The Department contends that the nature of accommodation provided at Aster Suites is same as that of hotel services and is therefore
subject to GST. The Company has taken the position that these services forms an integral part of a composite supply of healthcare
services. It is contended that such accommodation is ancillary and naturally bundled with the principal supply of healthcare services
provided to patients.

In contradiction to this view, the Additional/Joint Commissioner of Central Tax has issued a demand notice amounting to INR 2.91 crore
along with the 100% penalty amounts to INR 2.91 crore. In response, the Company has filed an appeal challenging the demand, reiterating
its stance and paid INR 0.30 crores under protest for the above cases.

The Company has also received Show Cause Notice (SCN) from Commercial Tax Officer (CTO) where department enquired about the reason
for difference in output tax liability between GSTR 1 and GSTR 3B returns for the period FY 2022-23 and issue the demand order amounting
to INR 0.25 Crore. The Company has responded against the said SCN. (refer Note 13).

Note 3: The Company has obtained duty free / concessional duty licenses for import of capital goods by undertaking export obligations
under the EPCG scheme. As at 31 March 2025, the custom duty obligations remaining to be fulfilled amounts to INR 17.95 crores (31
March 2024: INR 16.93 crores). In the event that export obligations are not fulfilled, the Company would be liable to pay the levies.

Note 4: On 23 April 2018, the Government of Kerala issued an order revising the minimum wages of medical and nursing staff. The
order mentions that the changes would be effective retrospectively from 1 October 2017. Since the legislation was issued in April 2018,
Management has started paying the revised salary with effect from 1 April 2018. The Company filed an appeal against the retrospective
application of this order with the High Court of Kerala which has issued an interim stay order on 26 July 2018. The Writ Petition WP (c)
No. 25109/2018 challenging the retrospective effect of minimum wage order passed by the Government of Kerala is pending before the
Hon'ble High Court of Kerala in hearing list. Based on the stay order and legal advise, Management believes that their position will be
upheld and therefore has not provided for the incremental cost for the period October 2017 to March 2018.

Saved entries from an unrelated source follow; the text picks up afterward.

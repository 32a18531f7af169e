//! API Error Handling
//!
//! Unified error types and conversion for API responses.

use axum::{
    Json,
    http::StatusCode,
    response::{IntoResponse, Response},
};

use crate::queue::QueueError;

/// API error type
#[derive(Debug)]
pub enum ApiError {
    NotFound(String),
    BadRequest(String),
    /// The caller does not hold the lease it presented
    Conflict(String),
    Unauthorized,
    InternalError(String),
}

impl IntoResponse for ApiError {
    fn into_response(self) -> Response {
        let (status, message) = match self {
            ApiError::NotFound(msg) => (StatusCode::NOT_FOUND, msg),
            ApiError::BadRequest(msg) => (StatusCode::BAD_REQUEST, msg),
            ApiError::Conflict(msg) => (StatusCode::CONFLICT, msg),
            ApiError::Unauthorized => (
                StatusCode::UNAUTHORIZED,
                "missing or invalid bearer token".to_string(),
            ),
            ApiError::InternalError(msg) => {
                tracing::error!("Internal error: {}", msg);
                (
                    StatusCode::INTERNAL_SERVER_ERROR,
                    "Internal server error".to_string(),
                )
            }
        };

        (status, Json(serde_json::json!({ "error": message }))).into_response()
    }
}

impl From<QueueError> for ApiError {
    fn from(err: QueueError) -> Self {
        match err {
            QueueError::NotFound(id) => ApiError::NotFound(format!("Job {} not found", id)),
            QueueError::LeaseLost(_) => ApiError::Conflict(err.to_string()),
            QueueError::InvalidPipeline(_) | QueueError::UnknownStep { .. } => {
                ApiError::BadRequest(err.to_string())
            }
            QueueError::Storage(e) => ApiError::InternalError(e.to_string()),
        }
    }
}

pub type ApiResult<T> = Result<T, ApiError>;
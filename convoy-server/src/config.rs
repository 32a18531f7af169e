//! Server configuration
//!
//! Every setting comes from an environment variable with a default, so the
//! server starts with no configuration at all (in-memory storage, no auth).

use convoy_core::dto::rpc::{MAX_POLL_WINDOW, MAX_UPLOAD_BYTES};
use std::time::Duration;

use crate::lease::DEFAULT_REAP_INTERVAL;
use crate::queue::{DEFAULT_LEASE_TTL, DEFAULT_MAX_DELIVERIES, DEFAULT_RETENTION, QueueConfig};

/// Default bound on a single `next` long poll
pub const DEFAULT_PULL_WAIT: Duration = Duration::from_secs(30);

/// Default bound on a single `wait` long poll
pub const DEFAULT_WAIT_POLL: Duration = Duration::from_secs(30);

#[derive(Debug, Clone)]
pub struct Config {
    /// Listen address (e.g., "0.0.0.0:8080")
    pub bind_addr: String,

    /// Postgres URL; in-memory storage when unset
    pub database_url: Option<String>,

    /// Shared bearer token; authentication disabled when unset
    pub token: Option<String>,

    pub lease_ttl: Duration,
    pub reap_interval: Duration,
    pub max_deliveries: u32,
    pub pull_wait: Duration,
    pub wait_poll: Duration,

    /// How long finished jobs stay in memory
    pub retention: Duration,

    /// Largest accepted request body on the agent routes
    pub max_body_bytes: usize,

    /// Completion webhook; completions are only logged when unset
    pub webhook_url: Option<String>,
}

impl Default for Config {
    fn default() -> Self {
        Self {
            bind_addr: "0.0.0.0:8080".to_string(),
            database_url: None,
            token: None,
            lease_ttl: DEFAULT_LEASE_TTL,
            reap_interval: DEFAULT_REAP_INTERVAL,
            max_deliveries: DEFAULT_MAX_DELIVERIES,
            pull_wait: DEFAULT_PULL_WAIT,
            wait_poll: DEFAULT_WAIT_POLL,
            retention: DEFAULT_RETENTION,
            max_body_bytes: MAX_UPLOAD_BYTES,
            webhook_url: None,
        }
    }
}

impl Config {
    /// Creates configuration from environment variables
    ///
    /// Recognised variables:
    /// - CONVOY_BIND_ADDR (default: 0.0.0.0:8080)
    /// - DATABASE_URL (optional)
    /// - CONVOY_TOKEN (optional)
    /// - CONVOY_LEASE_TTL (seconds, default: 60)
    /// - CONVOY_REAP_INTERVAL (seconds, default: 5)
    /// - CONVOY_MAX_DELIVERIES (default: 3)
    /// - CONVOY_PULL_WAIT (seconds, default: 30)
    /// - CONVOY_WAIT_POLL (seconds, default: 30)
    /// - CONVOY_RETENTION (seconds, default: 3600)
    /// - CONVOY_MAX_BODY_BYTES (default: 64 MiB)
    /// - CONVOY_WEBHOOK_URL (optional)
    pub fn from_env() -> Self {
        let defaults = Self::default();

        Self {
            bind_addr: std::env::var("CONVOY_BIND_ADDR").unwrap_or(defaults.bind_addr),
            database_url: non_empty_var("DATABASE_URL"),
            token: non_empty_var("CONVOY_TOKEN"),
            lease_ttl: secs_var("CONVOY_LEASE_TTL").unwrap_or(defaults.lease_ttl),
            reap_interval: secs_var("CONVOY_REAP_INTERVAL").unwrap_or(defaults.reap_interval),
            max_deliveries: std::env::var("CONVOY_MAX_DELIVERIES")
                .ok()
                .and_then(|s| s.parse::<u32>().ok())
                .unwrap_or(defaults.max_deliveries),
            pull_wait: secs_var("CONVOY_PULL_WAIT").unwrap_or(defaults.pull_wait),
            wait_poll: secs_var("CONVOY_WAIT_POLL").unwrap_or(defaults.wait_poll),
            retention: secs_var("CONVOY_RETENTION").unwrap_or(defaults.retention),
            max_body_bytes: std::env::var("CONVOY_MAX_BODY_BYTES")
                .ok()
                .and_then(|s| s.parse::<usize>().ok())
                .unwrap_or(defaults.max_body_bytes),
            webhook_url: non_empty_var("CONVOY_WEBHOOK_URL"),
        }
    }

    /// Validates the configuration
    pub fn validate(&self) -> anyhow::Result<()> {
        if self.bind_addr.is_empty() {
            anyhow::bail!("bind_addr cannot be empty");
        }

        if self.lease_ttl.is_zero() {
            anyhow::bail!("lease_ttl must be greater than 0");
        }

        if self.reap_interval.is_zero() {
            anyhow::bail!("reap_interval must be greater than 0");
        }

        if self.reap_interval > self.lease_ttl {
            anyhow::bail!("reap_interval must not exceed lease_ttl");
        }

        if self.max_deliveries == 0 {
            anyhow::bail!("max_deliveries must be greater than 0");
        }

        for (name, window) in [("pull_wait", self.pull_wait), ("wait_poll", self.wait_poll)] {
            if window.is_zero() || window > MAX_POLL_WINDOW {
                anyhow::bail!(
                    "{} must be between 1 and {} seconds",
                    name,
                    MAX_POLL_WINDOW.as_secs()
                );
            }
        }

        if self.max_body_bytes < MAX_UPLOAD_BYTES {
            anyhow::bail!(
                "max_body_bytes must be at least {} to accept agent uploads",
                MAX_UPLOAD_BYTES
            );
        }

        if let Some(url) = &self.webhook_url {
            if !url.starts_with("http://") && !url.starts_with("https://") {
                anyhow::bail!("webhook_url must start with http:// or https://");
            }
        }

        Ok(())
    }

    pub fn queue_config(&self) -> QueueConfig {
        QueueConfig {
            lease_ttl: self.lease_ttl,
            max_deliveries: self.max_deliveries,
            retention: self.retention,
        }
    }
}

fn non_empty_var(name: &str) -> Option<String> {
    std::env::var(name).ok().filter(|s| !s.is_empty())
}

fn secs_var(name: &str) -> Option<Duration> {
    std::env::var(name)
        .ok()
        .and_then(|s| s.parse::<u64>().ok())
        .map(Duration::from_secs)
}
//! Agent configuration

use convoy_core::dto::rpc::MAX_UPLOAD_BYTES;
use std::collections::HashMap;
use std::path::PathBuf;
use std::time::Duration;

use crate::reporter::{DEFAULT_MAX_ARTIFACT_BYTES, DEFAULT_MAX_LOG_BYTES, ReportLimits};
use crate::retry::{DEFAULT_BACKOFF_BASE, DEFAULT_BACKOFF_MAX, DEFAULT_RETRY_LIMIT, RetryPolicy};

/// Default lease renewal period; a third of the server's default lease TTL
pub const DEFAULT_HEARTBEAT_INTERVAL: Duration = Duration::from_secs(20);

#[derive(Debug, Clone)]
pub struct Config {
    /// Unique identifier for this agent instance
    pub agent_id: String,

    /// Server base URL (e.g., "http://localhost:8080")
    pub server_url: String,

    /// Bearer token expected by the server, if any
    pub token: Option<String>,

    /// Jobs executed concurrently
    pub slots: usize,

    pub heartbeat_interval: Duration,

    pub retry: RetryPolicy,

    /// Labels for job matching (e.g., os=linux,arch=amd64)
    pub labels: HashMap<String, String>,

    /// Container CLI: `podman` or `docker`
    pub engine: String,

    /// Host directory holding job workspaces
    pub workspace: PathBuf,

    pub limits: ReportLimits,
}

impl Config {
    /// Creates a configuration with defaults
    pub fn new(agent_id: String, server_url: String) -> Self {
        Self {
            agent_id,
            server_url,
            token: None,
            slots: 1,
            heartbeat_interval: DEFAULT_HEARTBEAT_INTERVAL,
            retry: RetryPolicy::default(),
            labels: HashMap::new(),
            engine: "podman".to_string(),
            workspace: std::env::temp_dir().join("convoy"),
            limits: ReportLimits::default(),
        }
    }

    /// Creates configuration from environment variables
    ///
    /// Expected environment variables:
    /// - CONVOY_SERVER_URL (required)
    /// - CONVOY_AGENT_ID (optional, default: hostname-derived)
    /// - CONVOY_TOKEN (optional)
    /// - CONVOY_SLOTS (optional, default: 1)
    /// - CONVOY_HEARTBEAT_INTERVAL (optional, seconds, default: 20)
    /// - CONVOY_RETRY_LIMIT (optional, default: 10)
    /// - CONVOY_BACKOFF_BASE_MS (optional, default: 500)
    /// - CONVOY_BACKOFF_MAX_MS (optional, default: 30000)
    /// - CONVOY_LABELS (optional, `key=value,key=value`)
    /// - CONVOY_ENGINE (optional, default: podman)
    /// - CONVOY_WORKSPACE (optional, default: $TMPDIR/convoy)
    /// - CONVOY_MAX_LOG_BYTES (optional, default: 4 MiB)
    /// - CONVOY_MAX_ARTIFACT_BYTES (optional, default: 1 MiB)
    pub fn from_env() -> anyhow::Result<Self> {
        let server_url = std::env::var("CONVOY_SERVER_URL")
            .map_err(|_| anyhow::anyhow!("CONVOY_SERVER_URL environment variable not set"))?;

        let agent_id = std::env::var("CONVOY_AGENT_ID").unwrap_or_else(|_| default_agent_id());
        let mut config = Self::new(agent_id, server_url);

        config.token = std::env::var("CONVOY_TOKEN").ok().filter(|s| !s.is_empty());
        config.slots = parsed_var("CONVOY_SLOTS").unwrap_or(config.slots);
        config.heartbeat_interval = parsed_var("CONVOY_HEARTBEAT_INTERVAL")
            .map(Duration::from_secs)
            .unwrap_or(config.heartbeat_interval);
        config.retry = RetryPolicy {
            limit: parsed_var("CONVOY_RETRY_LIMIT").unwrap_or(DEFAULT_RETRY_LIMIT),
            base: parsed_var("CONVOY_BACKOFF_BASE_MS")
                .map(Duration::from_millis)
                .unwrap_or(DEFAULT_BACKOFF_BASE),
            max: parsed_var("CONVOY_BACKOFF_MAX_MS")
                .map(Duration::from_millis)
                .unwrap_or(DEFAULT_BACKOFF_MAX),
        };
        if let Ok(labels) = std::env::var("CONVOY_LABELS") {
            config.labels = parse_labels(&labels)?;
        }
        if let Ok(engine) = std::env::var("CONVOY_ENGINE") {
            config.engine = engine;
        }
        if let Ok(workspace) = std::env::var("CONVOY_WORKSPACE") {
            config.workspace = PathBuf::from(workspace);
        }
        config.limits = ReportLimits {
            max_log_bytes: parsed_var("CONVOY_MAX_LOG_BYTES").unwrap_or(DEFAULT_MAX_LOG_BYTES),
            max_artifact_bytes: parsed_var("CONVOY_MAX_ARTIFACT_BYTES")
                .unwrap_or(DEFAULT_MAX_ARTIFACT_BYTES),
        };

        Ok(config)
    }

    /// Validates the configuration
    pub fn validate(&self) -> anyhow::Result<()> {
        if self.agent_id.is_empty() {
            anyhow::bail!("agent_id cannot be empty");
        }

        if !self.server_url.starts_with("http://") && !self.server_url.starts_with("https://") {
            anyhow::bail!("server_url must start with http:// or https://");
        }

        if self.slots == 0 {
            anyhow::bail!("slots must be greater than 0");
        }

        if self.heartbeat_interval.is_zero() {
            anyhow::bail!("heartbeat_interval must be greater than 0");
        }

        if self.retry.limit == 0 {
            anyhow::bail!("retry limit must be greater than 0");
        }

        if self.retry.base > self.retry.max {
            anyhow::bail!("backoff base must not exceed backoff max");
        }

        if self.engine != "podman" && self.engine != "docker" {
            anyhow::bail!("engine must be 'podman' or 'docker', got '{}'", self.engine);
        }

        if self.limits.max_log_bytes == 0 || self.limits.max_artifact_bytes == 0 {
            anyhow::bail!("output limits must be greater than 0");
        }

        if self.limits.max_artifact_bytes > MAX_UPLOAD_BYTES {
            anyhow::bail!(
                "max_artifact_bytes must not exceed {} bytes",
                MAX_UPLOAD_BYTES
            );
        }

        Ok(())
    }
}

/// Parses `key=value` pairs separated by commas
pub fn parse_labels(s: &str) -> anyhow::Result<HashMap<String, String>> {
    s.split(',')
        .map(str::trim)
        .filter(|pair| !pair.is_empty())
        .map(|pair| -> anyhow::Result<(String, String)> {
            let (key, value) = pair
                .split_once('=')
                .ok_or_else(|| anyhow::anyhow!("label '{}' is not key=value", pair))?;
            if key.trim().is_empty() {
                anyhow::bail!("label '{}' has an empty key", pair);
            }
            Ok((key.trim().to_string(), value.trim().to_string()))
        })
        .collect()
}

fn parsed_var<T: std::str::FromStr>(name: &str) -> Option<T> {
    std::env::var(name).ok().and_then(|s| s.parse().ok())
}

fn default_agent_id() -> String {
    let host = std::env::var("HOSTNAME").unwrap_or_else(|_| "agent".to_string());
    format!("{}-{}", host, std::process::id())
}
//! Log domain types

use serde::{Deserialize, Serialize};

/// One line of step output
///
/// Lines are numbered from zero within their step and are never mutated
/// after being sent. `offset_secs` is measured from the start of the step.
#[derive(Debug, Clone, PartialEq, Eq, Serialize, Deserialize)]
pub struct LogLine {
    pub step: String,
    pub number: u64,
    pub offset_secs: u64,
    pub message: String,
}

Note 5 : On 28 February 2019, the Hon'ble Supreme Court of India has delivered a judgment clarifying the principles that need to be applied
in determining the components of salaries and wages on which Provident Fund (PF) contributions need to be made by establishments.
Basis this judgment, the Company has re-computed its liability towards PF from the month of March 2019 and has paid PF as per Supreme
Court judgement. In respect of the earlier periods/years, the Company has been legally advised that there are numerous interpretative
challenges on the application of the judgment retrospectively. Based on such legal advice, the Management believes that it is impracticable
at this stage to reliably measure the provision required, if any, and accordingly, no provision has been made towards the same. Necessary
adjustments, if any, will be made to the books as more clarity emerges on this subject.

Note 6 : The Company has reviewed all its pending litigations and proceedings and has adequately provided for where provisions are
required and disclosed as contingent liability where applicable, in its standalone financial statements. The Company does not expect the
outcome of these proceedings to have a materially adverse effect on its financial position.

Note 7 : Bank guarantee is issued by various bankers on behalf of the Company with respect to its commitment to various parties.

33 Contingent liabilities and commitments (Contd..)

Note 8 : Letter of credit is issued by various bankers on behalf of the Company to foreign vendors with respect to various international
trade viz., Capital asset procurement.

Note 9 : The Company does not have any long-term commitments or material non-cancellable contractual commitments/contracts, including
derivative contracts for which there were any material foreseeable losses other than disclosed in then standalone financial statements.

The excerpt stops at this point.